* _Provided material_:
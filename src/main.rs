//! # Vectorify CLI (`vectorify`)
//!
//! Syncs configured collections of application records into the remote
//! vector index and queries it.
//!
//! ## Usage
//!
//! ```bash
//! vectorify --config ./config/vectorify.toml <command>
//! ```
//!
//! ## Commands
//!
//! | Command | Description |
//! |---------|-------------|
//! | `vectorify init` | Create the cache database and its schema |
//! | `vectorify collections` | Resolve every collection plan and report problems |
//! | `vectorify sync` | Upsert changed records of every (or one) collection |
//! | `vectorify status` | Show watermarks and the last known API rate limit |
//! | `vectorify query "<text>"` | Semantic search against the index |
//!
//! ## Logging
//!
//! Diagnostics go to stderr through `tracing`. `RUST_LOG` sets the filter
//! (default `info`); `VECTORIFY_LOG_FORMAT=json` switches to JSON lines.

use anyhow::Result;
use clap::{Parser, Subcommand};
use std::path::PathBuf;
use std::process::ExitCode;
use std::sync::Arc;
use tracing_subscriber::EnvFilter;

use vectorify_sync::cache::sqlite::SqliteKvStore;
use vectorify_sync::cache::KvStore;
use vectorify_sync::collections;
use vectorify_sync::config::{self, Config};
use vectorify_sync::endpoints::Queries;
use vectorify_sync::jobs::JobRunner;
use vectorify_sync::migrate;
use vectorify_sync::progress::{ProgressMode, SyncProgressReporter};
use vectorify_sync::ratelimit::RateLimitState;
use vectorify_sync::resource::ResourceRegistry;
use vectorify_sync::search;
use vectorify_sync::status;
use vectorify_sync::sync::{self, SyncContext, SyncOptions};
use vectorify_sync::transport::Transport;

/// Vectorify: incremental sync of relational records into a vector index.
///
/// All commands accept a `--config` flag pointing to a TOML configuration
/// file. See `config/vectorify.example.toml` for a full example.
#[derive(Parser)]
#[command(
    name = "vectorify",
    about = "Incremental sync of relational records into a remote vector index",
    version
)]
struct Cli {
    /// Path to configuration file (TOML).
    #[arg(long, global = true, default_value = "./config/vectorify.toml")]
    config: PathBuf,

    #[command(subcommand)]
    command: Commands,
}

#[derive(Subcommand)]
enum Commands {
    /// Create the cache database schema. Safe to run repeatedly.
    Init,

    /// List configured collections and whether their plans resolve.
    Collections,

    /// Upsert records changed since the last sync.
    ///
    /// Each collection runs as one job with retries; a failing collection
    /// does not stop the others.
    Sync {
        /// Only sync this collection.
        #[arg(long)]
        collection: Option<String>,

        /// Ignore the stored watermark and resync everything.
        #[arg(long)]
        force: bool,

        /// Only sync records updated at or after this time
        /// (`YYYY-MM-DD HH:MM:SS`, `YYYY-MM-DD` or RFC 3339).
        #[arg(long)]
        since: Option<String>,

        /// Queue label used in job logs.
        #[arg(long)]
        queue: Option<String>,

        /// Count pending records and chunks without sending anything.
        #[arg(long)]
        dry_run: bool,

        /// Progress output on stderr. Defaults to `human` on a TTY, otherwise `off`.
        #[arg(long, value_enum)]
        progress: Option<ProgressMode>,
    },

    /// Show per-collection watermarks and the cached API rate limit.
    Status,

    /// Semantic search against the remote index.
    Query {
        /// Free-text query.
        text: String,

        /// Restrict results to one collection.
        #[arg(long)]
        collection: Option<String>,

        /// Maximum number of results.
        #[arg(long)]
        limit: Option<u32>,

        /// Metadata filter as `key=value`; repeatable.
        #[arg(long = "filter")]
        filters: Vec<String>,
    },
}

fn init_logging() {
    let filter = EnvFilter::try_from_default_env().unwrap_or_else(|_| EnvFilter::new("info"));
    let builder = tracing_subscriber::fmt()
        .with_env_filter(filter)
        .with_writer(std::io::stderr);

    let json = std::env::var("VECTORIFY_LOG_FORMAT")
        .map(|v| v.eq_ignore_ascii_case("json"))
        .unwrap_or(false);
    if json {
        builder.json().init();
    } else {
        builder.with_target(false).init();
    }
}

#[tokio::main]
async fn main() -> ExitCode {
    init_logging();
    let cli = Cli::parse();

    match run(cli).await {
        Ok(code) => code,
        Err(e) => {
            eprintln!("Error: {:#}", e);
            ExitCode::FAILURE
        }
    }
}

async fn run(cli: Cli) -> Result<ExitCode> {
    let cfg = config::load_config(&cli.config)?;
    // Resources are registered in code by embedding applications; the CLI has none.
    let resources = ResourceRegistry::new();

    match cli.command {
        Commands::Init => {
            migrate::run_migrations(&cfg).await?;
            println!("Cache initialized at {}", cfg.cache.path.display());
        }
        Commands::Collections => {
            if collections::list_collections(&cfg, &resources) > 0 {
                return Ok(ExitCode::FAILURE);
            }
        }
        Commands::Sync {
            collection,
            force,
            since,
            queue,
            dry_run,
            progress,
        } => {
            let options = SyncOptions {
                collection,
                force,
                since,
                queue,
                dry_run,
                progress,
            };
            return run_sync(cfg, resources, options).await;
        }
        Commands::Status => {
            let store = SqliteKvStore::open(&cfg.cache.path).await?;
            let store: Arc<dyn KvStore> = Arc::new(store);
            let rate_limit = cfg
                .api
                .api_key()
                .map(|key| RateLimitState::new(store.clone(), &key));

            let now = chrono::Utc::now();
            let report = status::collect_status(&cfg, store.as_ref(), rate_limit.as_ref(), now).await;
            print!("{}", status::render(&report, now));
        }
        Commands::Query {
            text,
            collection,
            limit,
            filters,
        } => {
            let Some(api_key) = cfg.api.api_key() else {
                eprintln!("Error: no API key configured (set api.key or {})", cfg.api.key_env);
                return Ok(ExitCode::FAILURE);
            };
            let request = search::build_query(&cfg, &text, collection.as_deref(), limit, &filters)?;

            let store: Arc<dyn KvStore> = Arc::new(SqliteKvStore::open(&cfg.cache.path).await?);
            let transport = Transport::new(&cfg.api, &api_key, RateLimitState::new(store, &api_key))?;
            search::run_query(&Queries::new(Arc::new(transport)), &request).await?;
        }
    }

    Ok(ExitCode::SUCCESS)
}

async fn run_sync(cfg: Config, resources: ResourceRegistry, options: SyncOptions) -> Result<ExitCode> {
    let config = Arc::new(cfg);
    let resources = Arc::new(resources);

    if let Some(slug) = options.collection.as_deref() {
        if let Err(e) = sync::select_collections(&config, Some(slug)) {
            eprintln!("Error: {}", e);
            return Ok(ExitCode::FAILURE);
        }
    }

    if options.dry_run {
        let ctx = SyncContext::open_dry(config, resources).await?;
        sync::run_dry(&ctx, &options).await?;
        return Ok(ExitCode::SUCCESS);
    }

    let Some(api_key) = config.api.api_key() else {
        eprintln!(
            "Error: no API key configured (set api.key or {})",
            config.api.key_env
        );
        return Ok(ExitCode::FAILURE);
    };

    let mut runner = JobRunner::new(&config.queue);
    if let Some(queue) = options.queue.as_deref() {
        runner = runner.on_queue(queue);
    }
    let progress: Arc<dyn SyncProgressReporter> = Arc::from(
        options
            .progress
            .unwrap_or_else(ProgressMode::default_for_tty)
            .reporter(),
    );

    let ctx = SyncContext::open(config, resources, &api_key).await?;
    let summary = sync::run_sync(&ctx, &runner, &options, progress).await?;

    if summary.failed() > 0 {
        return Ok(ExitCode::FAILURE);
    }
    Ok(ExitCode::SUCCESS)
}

* _Required action_:
The full listing, top to bottom: write it out again exactly.

* _Written answer_:
filename src/main.rs
//! # Vectorify CLI (`vectorify`)
//!
//! Syncs configured collections of application records into the remote
//! vector index and queries it.
//!
//! ## Usage
//!
//! ```bash
//! vectorify --config ./config/vectorify.toml <command>
//! ```
//!
//! ## Commands
//!
//! | Command | Description |
//! |---------|-------------|
//! | `vectorify init` | Create the cache database and its schema |
//! | `vectorify collections` | Resolve every collection plan and report problems |
//! | `vectorify sync` | Upsert changed records of every (or one) collection |
//! | `vectorify status` | Show watermarks and the last known API rate limit |
//! | `vectorify query "<text>"` | Semantic search against the index |
//!
//! ## Logging
//!
//! Diagnostics go to stderr through `tracing`. `RUST_LOG` sets the filter
//! (default `info`); `VECTORIFY_LOG_FORMAT=json` switches to JSON lines.

use anyhow::Result;
use clap::{Parser, Subcommand};
use std::path::PathBuf;
use std::process::ExitCode;
use std::sync::Arc;
use tracing_subscriber::EnvFilter;

use vectorify_sync::cache::sqlite::SqliteKvStore;
use vectorify_sync::cache::KvStore;
use vectorify_sync::collections;
use vectorify_sync::config::{self, Config};
use vectorify_sync::endpoints::Queries;
use vectorify_sync::jobs::JobRunner;
use vectorify_sync::migrate;
use vectorify_sync::progress::{ProgressMode, SyncProgressReporter};
use vectorify_sync::ratelimit::RateLimitState;
use vectorify_sync::resource::ResourceRegistry;
use vectorify_sync::search;
use vectorify_sync::status;
use vectorify_sync::sync::{self, SyncContext, SyncOptions};
use vectorify_sync::transport::Transport;

/// Vectorify: incremental sync of relational records into a vector index.
///
/// All commands accept a `--config` flag pointing to a TOML configuration
/// file. See `config/vectorify.example.toml` for a full example.
#[derive(Parser)]
#[command(
    name = "vectorify",
    about = "Incremental sync of relational records into a remote vector index",
    version
)]
struct Cli {
    /// Path to configuration file (TOML).
    #[arg(long, global = true, default_value = "./config/vectorify.toml")]
    config: PathBuf,

    #[command(subcommand)]
    command: Commands,
}

#[derive(Subcommand)]
enum Commands {
    /// Create the cache database schema. Safe to run repeatedly.
    Init,

    /// List configured collections and whether their plans resolve.
    Collections,

    /// Upsert records changed since the last sync.
    ///
    /// Each collection runs as one job with retries; a failing collection
    /// does not stop the others.
    Sync {
        /// Only sync this collection.
        #[arg(long)]
        collection: Option<String>,

        /// Ignore the stored watermark and resync everything.
        #[arg(long)]
        force: bool,

        /// Only sync records updated at or after this time
        /// (`YYYY-MM-DD HH:MM:SS`, `YYYY-MM-DD` or RFC 3339).
        #[arg(long)]
        since: Option<String>,

        /// Queue label used in job logs.
        #[arg(long)]
        queue: Option<String>,

        /// Count pending records and chunks without sending anything.
        #[arg(long)]
        dry_run: bool,

        /// Progress output on stderr. Defaults to `human` on a TTY, otherwise `off`.
        #[arg(long, value_enum)]
        progress: Option<ProgressMode>,
    },

    /// Show per-collection watermarks and the cached API rate limit.
    Status,

    /// Semantic search against the remote index.
    Query {
        /// Free-text query.
        text: String,

        /// Restrict results to one collection.
        #[arg(long)]
        collection: Option<String>,

        /// Maximum number of results.
        #[arg(long)]
        limit: Option<u32>,

        /// Metadata filter as `key=value`; repeatable.
        #[arg(long = "filter")]
        filters: Vec<String>,
    },
}

fn init_logging() {
    let filter = EnvFilter::try_from_default_env().unwrap_or_else(|_| EnvFilter::new("info"));
    let builder = tracing_subscriber::fmt()
        .with_env_filter(filter)
        .with_writer(std::io::stderr);

    let json = std::env::var("VECTORIFY_LOG_FORMAT")
        .map(|v| v.eq_ignore_ascii_case("json"))
        .unwrap_or(false);
    if json {
        builder.json().init();
    } else {
        builder.with_target(false).init();
    }
}

#[tokio::main]
async fn main() -> ExitCode {
    init_logging();
    let cli = Cli::parse();

    match run(cli).await {
        Ok(code) => code,
        Err(e) => {
            eprintln!("Error: {:#}", e);
            ExitCode::FAILURE
        }
    }
}

async fn run(cli: Cli) -> Result<ExitCode> {
    let cfg = config::load_config(&cli.config)?;
    // Resources are registered in code by embedding applications; the CLI has none.
    let resources = ResourceRegistry::new();

    match cli.command {
        Commands::Init => {
            migrate::run_migrations(&cfg).await?;
            println!("Cache initialized at {}", cfg.cache.path.display());
        }
        Commands::Collections => {
            if collections::list_collections(&cfg, &resources) > 0 {
                return Ok(ExitCode::FAILURE);
            }
        }
        Commands::Sync {
            collection,
            force,
            since,
            queue,
            dry_run,
            progress,
        } => {
            let options = SyncOptions {
                collection,
                force,
                since,
                queue,
                dry_run,
                progress,
            };
            return run_sync(cfg, resources, options).await;
        }
        Commands::Status => {
            let store = SqliteKvStore::open(&cfg.cache.path).await?;
            let store: Arc<dyn KvStore> = Arc::new(store);
            let rate_limit = cfg
                .api
                .api_key()
                .map(|key| RateLimitState::new(store.clone(), &key));

            let now = chrono::Utc::now();
            let report = status::collect_status(&cfg, store.as_ref(), rate_limit.as_ref(), now).await;
            print!("{}", status::render(&report, now));
        }
        Commands::Query {
            text,
            collection,
            limit,
            filters,
        } => {
            let Some(api_key) = cfg.api.api_key() else {
                eprintln!("Error: no API key configured (set api.key or {})", cfg.api.key_env);
                return Ok(ExitCode::FAILURE);
            };
            let request = search::build_query(&cfg, &text, collection.as_deref(), limit, &filters)?;

            let store: Arc<dyn KvStore> = Arc::new(SqliteKvStore::open(&cfg.cache.path).await?);
            let transport = Transport::new(&cfg.api, &api_key, RateLimitState::new(store, &api_key))?;
            search::run_query(&Queries::new(Arc::new(transport)), &request).await?;
        }
    }

    Ok(ExitCode::SUCCESS)
}

async fn run_sync(cfg: Config, resources: ResourceRegistry, options: SyncOptions) -> Result<ExitCode> {
    let config = Arc::new(cfg);
    let resources = Arc::new(resources);

    if let Some(slug) = options.collection.as_deref() {
        if let Err(e) = sync::select_collections(&config, Some(slug)) {
            eprintln!("Error: {}", e);
            return Ok(ExitCode::FAILURE);
        }
    }

    if options.dry_run {
        let ctx = SyncContext::open_dry(config, resources).await?;
        sync::run_dry(&ctx, &options).await?;
        return Ok(ExitCode::SUCCESS);
    }

    let Some(api_key) = config.api.api_key() else {
        eprintln!(
            "Error: no API key configured (set api.key or {})",
            config.api.key_env
        );
        return Ok(ExitCode::FAILURE);
    };

    let mut runner = JobRunner::new(&config.queue);
    if let Some(queue) = options.queue.as_deref() {
        runner = runner.on_queue(queue);
    }
    let progress: Arc<dyn SyncProgressReporter> = Arc::from(
        options
            .progress
            .unwrap_or_else(ProgressMode::default_for_tty)
            .reporter(),
    );

    let ctx = SyncContext::open(config, resources, &api_key).await?;
    let summary = sync::run_sync(&ctx, &runner, &options, progress).await?;

    if summary.failed() > 0 {
        return Ok(ExitCode::FAILURE);
    }
    Ok(ExitCode::SUCCESS)
}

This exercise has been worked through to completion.